TO DO:
Identify all lines of the data containing the string "leaving" and copy them.

━━ RECORDS FOR THIS EXERCISE

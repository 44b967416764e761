//! Render surface seam.
//!
//! The drawing layer is not part of this crate. It implements `Surface`, and
//! `SceneSync` keeps it in step with a `MindMap` by sending only what changed
//! since the previous sync.

use std::collections::BTreeMap;

use crate::geometry::{RectF, Segment};
use crate::model::{EdgeId, MindMap, NodeId};

/// Drawing operations the host provides. Shapes and connectors are keyed by
/// the model's own ids.
pub trait Surface {
    fn add_shape(&mut self, id: NodeId, rect: RectF, text: &str);
    fn remove_shape(&mut self, id: NodeId);
    fn set_position(&mut self, id: NodeId, rect: RectF);
    fn set_text(&mut self, id: NodeId, text: &str);
    fn set_selected(&mut self, id: NodeId, selected: bool);
    fn set_connector(&mut self, id: EdgeId, segments: &[Segment; 3]);
    fn remove_connector(&mut self, id: EdgeId);
}

#[derive(Debug, Clone, PartialEq)]
struct ShapeState {
    rect: RectF,
    text: String,
    selected: bool,
}

/// Last state pushed to a surface.
#[derive(Debug, Clone, Default)]
pub struct SceneSync {
    shapes: BTreeMap<NodeId, ShapeState>,
    connectors: BTreeMap<EdgeId, [Segment; 3]>,
}

impl SceneSync {
    pub fn new() -> Self {
        Self::default()
    }

    pub fn sync(&mut self, graph: &MindMap, surface: &mut impl Surface) {
        // Connectors first so a removed node never leaves a dangling line.
        let stale_edges: Vec<EdgeId> = self
            .connectors
            .keys()
            .filter(|eid| graph.edge(**eid).is_none())
            .copied()
            .collect();
        for eid in stale_edges {
            surface.remove_connector(eid);
            self.connectors.remove(&eid);
        }

        let stale_nodes: Vec<NodeId> = self
            .shapes
            .keys()
            .filter(|nid| !graph.contains_node(**nid))
            .copied()
            .collect();
        for nid in stale_nodes {
            surface.remove_shape(nid);
            self.shapes.remove(&nid);
        }

        for node in graph.nodes() {
            let next = ShapeState { rect: node.rect(), text: node.text.clone(), selected: node.selected };
            match self.shapes.get(&node.id) {
                None => {
                    surface.add_shape(node.id, next.rect, &next.text);
                    if next.selected {
                        surface.set_selected(node.id, true);
                    }
                }
                Some(prev) => {
                    if prev.rect != next.rect {
                        surface.set_position(node.id, next.rect);
                    }
                    if prev.text != next.text {
                        surface.set_text(node.id, &next.text);
                    }
                    if prev.selected != next.selected {
                        surface.set_selected(node.id, next.selected);
                    }
                }
            }
            self.shapes.insert(node.id, next);
        }

        for edge in graph.edges() {
            let segments = *edge.connector.segments();
            if self.connectors.get(&edge.id) != Some(&segments) {
                surface.set_connector(edge.id, &segments);
                self.connectors.insert(edge.id, segments);
            }
        }
    }
}

#[cfg(test)]
pub(crate) mod tests {
    use super::*;
    use crate::geometry::PointF;

    /// Surface that records every call.
    #[derive(Debug, Default)]
    pub(crate) struct Recorder {
        pub calls: Vec<String>,
    }

    impl Surface for Recorder {
        fn add_shape(&mut self, id: NodeId, _rect: RectF, text: &str) {
            self.calls.push(format!("add {} {text}", id.0));
        }
        fn remove_shape(&mut self, id: NodeId) {
            self.calls.push(format!("remove {}", id.0));
        }
        fn set_position(&mut self, id: NodeId, rect: RectF) {
            self.calls.push(format!("move {} {} {}", id.0, rect.x, rect.y));
        }
        fn set_text(&mut self, id: NodeId, text: &str) {
            self.calls.push(format!("text {} {text}", id.0));
        }
        fn set_selected(&mut self, id: NodeId, selected: bool) {
            self.calls.push(format!("select {} {selected}", id.0));
        }
        fn set_connector(&mut self, id: EdgeId, _segments: &[Segment; 3]) {
            self.calls.push(format!("line {}", id.0));
        }
        fn remove_connector(&mut self, id: EdgeId) {
            self.calls.push(format!("unline {}", id.0));
        }
    }

    #[test]
    fn test_sync_sends_only_differences() {
        let mut g = MindMap::default();
        let a = g.add_node("a", PointF::new(0.0, 0.0));
        let b = g.add_node("b", PointF::new(168.0, 0.0));
        g.connect(a, b).unwrap();

        let mut sync = SceneSync::new();
        let mut rec = Recorder::default();
        sync.sync(&g, &mut rec);
        assert_eq!(rec.calls, vec!["add 0 a", "add 1 b", "line 0"]);

        rec.calls.clear();
        sync.sync(&g, &mut rec);
        assert!(rec.calls.is_empty());

        g.set_text(a, "alpha").unwrap();
        g.set_position(b, PointF::new(168.0, 36.0)).unwrap();
        sync.sync(&g, &mut rec);
        assert_eq!(rec.calls, vec!["text 0 alpha", "move 1 104 0", "line 0"]);

        rec.calls.clear();
        g.remove_node(a).unwrap();
        sync.sync(&g, &mut rec);
        assert_eq!(rec.calls, vec!["unline 0", "remove 0"]);
    }
}
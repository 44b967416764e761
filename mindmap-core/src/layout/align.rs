// One-shot "tidy" of the whole map.
//
// 1. BFS levels from the center (leftmost) node, edges walked both ways
// 2. Every level gets its own column: left edge = center.left + level * spacing
// 3. Nodes owning a bus are staggered so no two buses in a level coincide
// 4. Inside a level, nodes are pushed down (with their subtrees) to keep a gap
// 5. All connectors are rerouted
// 6. Connector crossings are removed by pushing the lower subtree of each
//    crossing pair below the upper one, within fixed bounds, and step 4 is
//    run again
//
// Nodes not reachable from the center keep their position.

use std::collections::{BTreeMap, BTreeSet};

use log::{debug, info, warn};

use crate::geometry::PointF;
use crate::model::{EdgeId, MindMap, NodeId};
use super::placement::subtree_bbox;
use super::spacing::{translate_subtree_vertical, NodeMove};
use super::LayoutConfig;

pub fn align_generations(graph: &mut MindMap, cfg: &LayoutConfig) -> Vec<NodeMove> {
    let Some(center) = graph.center_node() else { return Vec::new() };
    let Some(center_rect) = graph.node_rect(center) else { return Vec::new() };
    let before = graph.positions();

    let levels = graph.generations_from(center);
    let mut by_level: BTreeMap<usize, Vec<NodeId>> = BTreeMap::new();
    for (nid, level) in &levels {
        by_level.entry(*level).or_default().push(*nid);
    }

    let half_w = graph.node_size().w / 2.0;
    for (nid, level) in &levels {
        let Some(p) = graph.position(*nid) else { continue };
        let x = center_rect.left() + *level as f64 * cfg.align_lane_spacing + half_w;
        let _ = graph.set_position_raw(*nid, PointF::new(x, p.y));
    }

    for members in by_level.values() {
        stagger_buses(graph, members, cfg);
    }

    for members in by_level.values() {
        enforce_level_gap(graph, members, cfg.align_min_gap);
    }

    graph.refresh_all_edges();

    if resolve_crossings(graph, cfg) {
        for members in by_level.values() {
            enforce_level_gap(graph, members, cfg.align_min_gap);
        }
        graph.refresh_all_edges();
    }

    let moves: Vec<NodeMove> = graph
        .positions()
        .into_iter()
        .filter_map(|(id, to)| {
            let from = before.get(&id).copied()?;
            (from != to).then_some(NodeMove { id, from, to })
        })
        .collect();
    info!("align: {} levels, {} nodes moved", by_level.len(), moves.len());
    moves
}

/// Pairs of connectors that properly cross, ignoring pairs sharing a node.
pub fn connector_crossings(graph: &MindMap) -> Vec<(EdgeId, EdgeId)> {
    let edges: Vec<_> = graph.edges().collect();
    let mut out = Vec::new();
    for (i, e1) in edges.iter().enumerate() {
        for e2 in &edges[i + 1..] {
            if e1.touches(e2.source) || e1.touches(e2.target) {
                continue;
            }
            let s1 = e1.connector.segments();
            let s2 = e2.connector.segments();
            if s1.iter().any(|a| s2.iter().any(|b| a.crosses(b))) {
                out.push((e1.id, e2.id));
            }
        }
    }
    out
}

/// Push lower subtrees below upper ones until no connectors cross, or a bound
/// is hit. Returns whether anything moved.
fn resolve_crossings(graph: &mut MindMap, cfg: &LayoutConfig) -> bool {
    let mut moved = false;
    for _ in 0..cfg.crossing_max_rounds {
        let crossings = connector_crossings(graph);
        if crossings.is_empty() {
            break;
        }
        if crossings.len() > cfg.crossing_limit {
            warn!("align: {} connector crossings, leaving them", crossings.len());
            break;
        }
        let owners: BTreeSet<NodeId> = crossings
            .iter()
            .flat_map(|(a, b)| [*a, *b])
            .filter_map(|eid| graph.edge(eid))
            .flat_map(|e| [e.source, e.target])
            .collect();
        if owners.len() > cfg.crossing_node_limit {
            warn!("align: crossings involve {} nodes, leaving them", owners.len());
            break;
        }

        let Some((root, dy)) = crossings.iter().find_map(|(a, b)| crossing_push(graph, *a, *b, cfg)) else {
            debug!("align: {} crossings left that a push cannot fix", crossings.len());
            break;
        };
        debug!("align: pushing subtree {:?} down by {dy:.1} to uncross connectors", root);
        translate_subtree_vertical(graph, root, dy);
        moved = true;
    }
    moved
}

/// Subtree root and downward shift that take the lower source's subtree
/// clear of the upper source's subtree.
fn crossing_push(graph: &MindMap, a: EdgeId, b: EdgeId, cfg: &LayoutConfig) -> Option<(NodeId, f64)> {
    let (sa, sb) = (graph.edge(a)?.source, graph.edge(b)?.source);
    let (ya, yb) = (graph.position(sa)?.y, graph.position(sb)?.y);
    let (upper, lower) = if (ya, sa) <= (yb, sb) { (sa, sb) } else { (sb, sa) };

    let upper_tree = graph.subtree(upper);
    if upper_tree.contains(&lower) || graph.subtree(lower).contains(&upper) {
        return None;
    }
    let dy = subtree_bbox(graph, upper, true)?.bottom + cfg.align_min_gap - subtree_bbox(graph, lower, true)?.y;
    (dy > 0.0).then_some((lower, dy.min(cfg.crossing_max_push)))
}

/// Shift bus owners right until every bus X in the level is distinct,
/// walking them in (bus X, Y) order.
fn stagger_buses(graph: &mut MindMap, members: &[NodeId], cfg: &LayoutConfig) {
    let mut owners: Vec<(NodeId, f64, f64)> = members
        .iter()
        .filter(|nid| graph.has_children(**nid))
        .filter_map(|nid| graph.node_rect(*nid).map(|r| (*nid, r.right() + cfg.bus_offset, r.center().y)))
        .collect();
    owners.sort_by(|a, b| a.1.total_cmp(&b.1).then(a.2.total_cmp(&b.2)).then(a.0.cmp(&b.0)));

    let mut prev_bus: Option<f64> = None;
    for (nid, bus, _) in owners {
        let bus = match prev_bus {
            Some(prev) if bus <= prev => {
                let shifted = prev + cfg.align_bus_delta;
                if let Some(p) = graph.position(nid) {
                    let _ = graph.set_position_raw(nid, p.offset(shifted - bus, 0.0));
                }
                shifted
            }
            _ => bus,
        };
        prev_bus = Some(bus);
    }
}

/// Top to bottom, push each node (and its subtree) down until it clears the
/// lowest node above it by `min_gap`.
fn enforce_level_gap(graph: &mut MindMap, members: &[NodeId], min_gap: f64) {
    let mut ordered: Vec<(NodeId, f64)> = members
        .iter()
        .filter_map(|nid| graph.position(*nid).map(|p| (*nid, p.y)))
        .collect();
    ordered.sort_by(|a, b| a.1.total_cmp(&b.1).then(a.0.cmp(&b.0)));

    let mut lowest: Option<f64> = None;
    for (nid, _) in ordered {
        let Some(rect) = graph.node_rect(nid) else { continue };
        let mut bottom = rect.bottom();
        if let Some(prev) = lowest {
            let gap = rect.top() - prev;
            if gap < min_gap {
                let dy = min_gap - gap;
                translate_subtree_vertical(graph, nid, dy);
                bottom += dy;
            }
        }
        lowest = Some(lowest.map_or(bottom, |l| l.max(bottom)));
    }
}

━━━━

REPLY TO THE EXERCISE:
            warn!("align: {} connector crossings, leaving them", crossings.len());
            warn!("align: crossings involve {} nodes, leaving them", owners.len());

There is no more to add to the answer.